(SOURCE MATERIAL begins)

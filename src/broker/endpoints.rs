//! Brokerage endpoint registry
//!
//! Every remote operation differs only in opcode, URL path, parameter set
//! and response schema, so the per-endpoint wrappers collapse into one
//! descriptor table consumed by the generic invoker and the normalizer.

use std::collections::HashMap;

use lazy_static::lazy_static;

/// Opcode of the OAuth token endpoint. Handled by the credential manager,
/// not by the generic invoker.
pub const AUTH_API_ID: &str = "au10001";
pub const AUTH_PATH: &str = "/oauth2/token";

/// How a normalized payload should be shaped.
#[derive(Debug, Clone, Copy, PartialEq, Eq)]
pub enum PayloadShape {
    /// Flat per-stock snapshot (scalar fields only).
    Quote,
    /// Ranked list of stocks.
    Ranking,
    /// Institutional / foreign flow rows.
    Flow,
    /// Sector or theme rows.
    Sector,
    /// Account evaluation snapshot.
    Account,
    /// OHLCV candle rows.
    Chart,
    /// Anything else: renamed fields passed through as a table.
    Table,
}

/// Static description of one brokerage operation.
#[derive(Debug, Clone)]
pub struct EndpointDescriptor {
    /// Opcode carried in the `api-id` request header.
    pub api_id: &'static str,
    /// URL path under the brokerage base URL.
    pub path: &'static str,
    /// Human-readable operation name for logs and reports.
    pub name: &'static str,
    pub required: &'static [&'static str],
    pub optional: &'static [&'static str],
    /// Response field holding the row array, when the endpoint returns one.
    pub rows_field: Option<&'static str>,
    /// The remote does not support limiting this endpoint's row array; the
    /// invoker truncates it client-side.
    pub cap_rows: bool,
    /// Abbreviated remote field name → stable internal name.
    pub renames: &'static [(&'static str, &'static str)],
    pub shape: PayloadShape,
}

/// Shared row vocabulary of the ranking endpoints.
const RANKING_RENAMES: &[(&str, &str)] = &[
    ("stk_cd", "code"),
    ("stk_nm", "name"),
    ("cur_prc", "current_price"),
    ("pred_pre_sig", "change_sign"),
    ("pred_pre", "change"),
    ("flu_rt", "change_rate"),
    ("trde_qty", "volume"),
    ("now_trde_qty", "current_volume"),
    ("prev_trde_qty", "previous_volume"),
    ("trde_prica", "trading_value"),
    ("sdnin_qty", "surge_volume"),
    ("sdnin_rt", "surge_rate"),
];

/// Flow (institutional / foreign) row vocabulary.
const FLOW_RENAMES: &[(&str, &str)] = &[
    ("stk_cd", "code"),
    ("stk_nm", "name"),
    ("cur_prc", "current_price"),
    ("flu_rt", "change_rate"),
    ("orgn_netprps", "institution_net_buy"),
    ("frgnr_netprps", "foreign_net_buy"),
    ("netprps_qty", "net_buy_volume"),
    ("netprps_amt", "net_buy_amount"),
    ("prps_qty", "holding_volume"),
];

/// Sector / theme row vocabulary.
const SECTOR_RENAMES: &[(&str, &str)] = &[
    ("inds_cd", "sector_code"),
    ("inds_nm", "sector_name"),
    ("thema_grp_cd", "theme_code"),
    ("thema_nm", "theme_name"),
    ("stk_cd", "code"),
    ("stk_nm", "name"),
    ("cur_prc", "current_price"),
    ("flu_rt", "change_rate"),
    ("trde_qty", "volume"),
    ("flo_stk_num", "component_count"),
];

/// Full scalar rename table of the stock basic info operation, recovered
/// from the upstream field mapping.
const STOCK_INFO_RENAMES: &[(&str, &str)] = &[
    ("stk_cd", "code"),
    ("stk_nm", "name"),
    ("setl_mm", "settlement_month"),
    ("fav", "face_value"),
    ("cap", "capital"),
    ("flo_stk", "listed_shares"),
    ("crd_rt", "credit_ratio"),
    ("oyr_hgst", "year_high"),
    ("oyr_lwst", "year_low"),
    ("mac", "market_cap"),
    ("mac_wght", "market_cap_weight"),
    ("for_exh_rt", "foreign_exhaustion_rate"),
    ("repl_pric", "replacement_price"),
    ("per", "per"),
    ("eps", "eps"),
    ("roe", "roe"),
    ("pbr", "pbr"),
    ("ev", "ev"),
    ("bps", "bps"),
    ("sale_amt", "sales_amount"),
    ("bus_pro", "operating_profit"),
    ("cup_nga", "net_income"),
    ("250hgst", "high_250"),
    ("250lwst", "low_250"),
    ("high_pric", "high_price"),
    ("open_pric", "open_price"),
    ("low_pric", "low_price"),
    ("upl_pric", "upper_limit_price"),
    ("lst_pric", "lower_limit_price"),
    ("base_pric", "base_price"),
    ("exp_cntr_pric", "expected_contract_price"),
    ("exp_cntr_qty", "expected_contract_quantity"),
    ("250hgst_pric_dt", "high_250_date"),
    ("250hgst_pric_pre_rt", "high_250_ratio"),
    ("250lwst_pric_dt", "low_250_date"),
    ("250lwst_pric_pre_rt", "low_250_ratio"),
    ("cur_prc", "current_price"),
    ("pre_sig", "change_sign"),
    ("pred_pre", "change"),
    ("flu_rt", "change_rate"),
    ("trde_qty", "volume"),
    ("trde_pre", "volume_change"),
    ("fav_unit", "face_value_unit"),
    ("dstr_stk", "distributed_shares"),
    ("dstr_rt", "distribution_ratio"),
];

const ACCOUNT_RENAMES: &[(&str, &str)] = &[
    ("entr", "deposit"),
    ("d2_entra", "deposit_d2"),
    ("tot_est_amt", "total_value"),
    ("tot_pur_amt", "total_purchase_amount"),
    ("lspft_amt", "realized_profit"),
    ("lspft_rt", "realized_profit_rate"),
    ("stk_cd", "code"),
    ("stk_nm", "name"),
    ("rmnd_qty", "holding_volume"),
    ("avg_prc", "average_price"),
    ("cur_prc", "current_price"),
    ("evlt_amt", "evaluation_amount"),
    ("pl_amt", "profit_loss"),
    ("pl_rt", "profit_loss_rate"),
];

const CHART_RENAMES: &[(&str, &str)] = &[
    ("dt", "date"),
    ("cntr_tm", "time"),
    ("open_pric", "open"),
    ("high_pric", "high"),
    ("low_pric", "low"),
    ("cur_prc", "close"),
    ("trde_qty", "volume"),
    ("trde_prica", "trading_value"),
];

const SHORT_SELLING_RENAMES: &[(&str, &str)] = &[
    ("dt", "date"),
    ("shrts_qty", "short_volume"),
    ("shrts_amt", "short_amount"),
    ("shrts_wght", "short_weight"),
    ("cur_prc", "close"),
    ("flu_rt", "change_rate"),
    ("trde_qty", "volume"),
];

const ENDPOINTS: &[EndpointDescriptor] = &[
    // ---- account ----
    EndpointDescriptor {
        api_id: "kt00004",
        path: "/api/dostk/acnt",
        name: "account_evaluation",
        required: &["qry_tp", "dmst_stex_tp"],
        optional: &[],
        rows_field: Some("stk_acnt_evlt_prst"),
        cap_rows: false,
        renames: ACCOUNT_RENAMES,
        shape: PayloadShape::Account,
    },
    // ---- single stock ----
    EndpointDescriptor {
        api_id: "ka10001",
        path: "/api/dostk/stkinfo",
        name: "stock_basic_info",
        required: &["stk_cd"],
        optional: &[],
        rows_field: None,
        cap_rows: false,
        renames: STOCK_INFO_RENAMES,
        shape: PayloadShape::Quote,
    },
    EndpointDescriptor {
        api_id: "ka10081",
        path: "/api/dostk/chart",
        name: "daily_chart",
        required: &["stk_cd", "base_dt", "upd_stkpc_tp"],
        optional: &[],
        rows_field: Some("stk_dt_pole_chart_qry"),
        cap_rows: false,
        renames: CHART_RENAMES,
        shape: PayloadShape::Chart,
    },
    EndpointDescriptor {
        api_id: "ka10080",
        path: "/api/dostk/chart",
        name: "minute_chart",
        required: &["stk_cd", "tic_scope", "upd_stkpc_tp"],
        optional: &[],
        rows_field: Some("stk_min_pole_chart_qry"),
        cap_rows: false,
        renames: CHART_RENAMES,
        shape: PayloadShape::Chart,
    },
    EndpointDescriptor {
        api_id: "ka10045",
        path: "/api/dostk/mrkcond",
        name: "stock_institution_trading_trend",
        required: &["stk_cd", "strt_dt", "end_dt", "orgn_prsm_unp_tp", "for_prsm_unp_tp"],
        optional: &[],
        rows_field: Some("stk_orgn_trde_trnsn"),
        cap_rows: false,
        renames: FLOW_RENAMES,
        shape: PayloadShape::Flow,
    },
    EndpointDescriptor {
        api_id: "ka10014",
        path: "/api/dostk/shsa",
        name: "short_selling_trend",
        required: &["stk_cd", "tm_tp"],
        optional: &["strt_dt", "end_dt"],
        rows_field: Some("shrts_trnsn"),
        cap_rows: false,
        renames: SHORT_SELLING_RENAMES,
        shape: PayloadShape::Table,
    },
    EndpointDescriptor {
        api_id: "ka90013",
        path: "/api/dostk/mrkcond",
        name: "daily_program_trading_trend",
        required: &["stk_cd", "amt_qty_tp"],
        optional: &["strt_dt", "end_dt"],
        rows_field: Some("stk_daly_prm_trde_trnsn"),
        cap_rows: false,
        renames: FLOW_RENAMES,
        shape: PayloadShape::Flow,
    },
    // ---- ranking (no server-side limit: capped client-side) ----
    EndpointDescriptor {
        api_id: "ka10023",
        path: "/api/dostk/rkinfo",
        name: "trading_volume_surge",
        required: &["mrkt_tp", "sort_tp", "tm_tp", "trde_qty_tp", "stk_cnd", "pric_tp", "stex_tp"],
        optional: &["tm"],
        rows_field: Some("trde_qty_sdnin"),
        cap_rows: true,
        renames: RANKING_RENAMES,
        shape: PayloadShape::Ranking,
    },
    EndpointDescriptor {
        api_id: "ka10030",
        path: "/api/dostk/rkinfo",
        name: "daily_trading_volume_ranking",
        required: &[
            "mrkt_tp", "sort_tp", "mang_stk_incls", "crd_tp", "trde_qty_tp",
            "pric_tp", "trde_prica_tp", "mrkt_open_tp", "stex_tp",
        ],
        optional: &[],
        rows_field: Some("trde_qty_upper"),
        cap_rows: true,
        renames: RANKING_RENAMES,
        shape: PayloadShape::Ranking,
    },
    EndpointDescriptor {
        api_id: "ka10032",
        path: "/api/dostk/rkinfo",
        name: "trading_value_ranking",
        required: &["mrkt_tp", "mang_stk_incls", "stex_tp"],
        optional: &[],
        rows_field: Some("trde_prica_upper"),
        cap_rows: true,
        renames: RANKING_RENAMES,
        shape: PayloadShape::Ranking,
    },
    EndpointDescriptor {
        api_id: "ka10027",
        path: "/api/dostk/rkinfo",
        name: "price_change_ranking",
        required: &[
            "mrkt_tp", "sort_tp", "trde_qty_cnd", "stk_cnd", "crd_cnd",
            "updown_incls", "pric_cnd", "trde_prica_cnd", "stex_tp",
        ],
        optional: &[],
        rows_field: Some("pred_pre_flu_rt_upper"),
        cap_rows: true,
        renames: RANKING_RENAMES,
        shape: PayloadShape::Ranking,
    },
    EndpointDescriptor {
        api_id: "ka10029",
        path: "/api/dostk/rkinfo",
        name: "expected_price_change_ranking",
        required: &["mrkt_tp", "sort_tp", "trde_qty_cnd", "stk_cnd", "crd_cnd", "pric_cnd", "stex_tp"],
        optional: &[],
        rows_field: Some("exp_cntr_flu_rt_upper"),
        cap_rows: true,
        renames: RANKING_RENAMES,
        shape: PayloadShape::Ranking,
    },
    // ---- sector / theme ----
    EndpointDescriptor {
        api_id: "ka10101",
        path: "/api/dostk/stkinfo",
        name: "sector_code_list",
        required: &["mrkt_tp"],
        optional: &[],
        rows_field: Some("list"),
        cap_rows: false,
        renames: SECTOR_RENAMES,
        shape: PayloadShape::Sector,
    },
    EndpointDescriptor {
        api_id: "ka20001",
        path: "/api/dostk/sect",
        name: "sector_current_price",
        required: &["mrkt_tp", "inds_cd"],
        optional: &[],
        rows_field: None,
        cap_rows: false,
        renames: SECTOR_RENAMES,
        shape: PayloadShape::Table,
    },
    EndpointDescriptor {
        api_id: "ka20002",
        path: "/api/dostk/sect",
        name: "sector_stock_prices",
        required: &["mrkt_tp", "inds_cd", "stex_tp"],
        optional: &[],
        rows_field: Some("inds_stkpc"),
        cap_rows: false,
        renames: SECTOR_RENAMES,
        shape: PayloadShape::Sector,
    },
    EndpointDescriptor {
        api_id: "ka20003",
        path: "/api/dostk/sect",
        name: "all_sector_index",
        required: &["inds_cd"],
        optional: &[],
        rows_field: Some("all_inds_idex"),
        cap_rows: false,
        renames: SECTOR_RENAMES,
        shape: PayloadShape::Sector,
    },
    EndpointDescriptor {
        api_id: "ka90001",
        path: "/api/dostk/thme",
        name: "theme_group_info",
        required: &["qry_tp", "date_tp", "flu_pl_amt_tp", "stex_tp"],
        optional: &["stk_cd", "thema_nm"],
        rows_field: Some("thema_grp"),
        cap_rows: false,
        renames: SECTOR_RENAMES,
        shape: PayloadShape::Sector,
    },
    EndpointDescriptor {
        api_id: "ka90002",
        path: "/api/dostk/thme",
        name: "theme_component_stocks",
        required: &["thema_grp_cd", "stex_tp"],
        optional: &["date_tp"],
        rows_field: Some("thema_comp_stk"),
        cap_rows: false,
        renames: SECTOR_RENAMES,
        shape: PayloadShape::Sector,
    },
    // ---- supply / demand ----
    EndpointDescriptor {
        api_id: "ka10131",
        path: "/api/dostk/frgnistt",
        name: "institution_foreign_continuous_trading",
        required: &["dt", "mrkt_tp", "netslmt_tp", "stk_inds_tp", "amt_qty_tp", "stex_tp"],
        optional: &["strt_dt", "end_dt"],
        rows_field: Some("orgn_frgnr_cont_trde_prst"),
        cap_rows: false,
        renames: FLOW_RENAMES,
        shape: PayloadShape::Flow,
    },
    EndpointDescriptor {
        api_id: "ka90009",
        path: "/api/dostk/rkinfo",
        name: "foreign_institution_trading_ranking",
        required: &["mrkt_tp", "amt_qty_tp", "qry_dt_tp", "stex_tp"],
        optional: &["date"],
        rows_field: Some("frgnr_orgn_trde_upper"),
        cap_rows: false,
        renames: FLOW_RENAMES,
        shape: PayloadShape::Flow,
    },
    EndpointDescriptor {
        api_id: "ka10035",
        path: "/api/dostk/rkinfo",
        name: "foreign_continuous_net_trading_ranking",
        required: &["mrkt_tp", "trde_tp", "base_dt_tp", "stex_tp"],
        optional: &[],
        rows_field: Some("frgnr_cont_netprps_upper"),
        cap_rows: false,
        renames: FLOW_RENAMES,
        shape: PayloadShape::Flow,
    },
    EndpointDescriptor {
        api_id: "ka10044",
        path: "/api/dostk/mrkcond",
        name: "daily_institution_trading_stocks",
        required: &["strt_dt", "end_dt", "trde_tp", "mrkt_tp", "stex_tp"],
        optional: &[],
        rows_field: Some("daly_orgn_trde_stk"),
        cap_rows: false,
        renames: FLOW_RENAMES,
        shape: PayloadShape::Flow,
    },
    EndpointDescriptor {
        api_id: "ka10065",
        path: "/api/dostk/rkinfo",
        name: "intraday_investor_trading_ranking",
        required: &["trde_tp", "mrkt_tp", "orgn_tp"],
        optional: &[],
        rows_field: Some("opmr_invsr_trde_upper"),
        cap_rows: false,
        renames: FLOW_RENAMES,
        shape: PayloadShape::Flow,
    },
];

lazy_static! {
    static ref REGISTRY: HashMap<&'static str, &'static EndpointDescriptor> =
        ENDPOINTS.iter().map(|e| (e.api_id, e)).collect();
}

/// Look up a descriptor by opcode.
pub fn endpoint(api_id: &str) -> Option<&'static EndpointDescriptor> {
    REGISTRY.get(api_id).copied()
}

/// All registered opcodes, for diagnostics.
pub fn endpoint_ids() -> Vec<&'static str> {
    ENDPOINTS.iter().map(|e| e.api_id).collect()
}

(SOURCE MATERIAL ends)

### [EXERCISE DESCRIPTION]
Count the lines of the data above where the string "snapshot" shows up; reply with the number only.

### [OUTPUT OF THE TASK]
2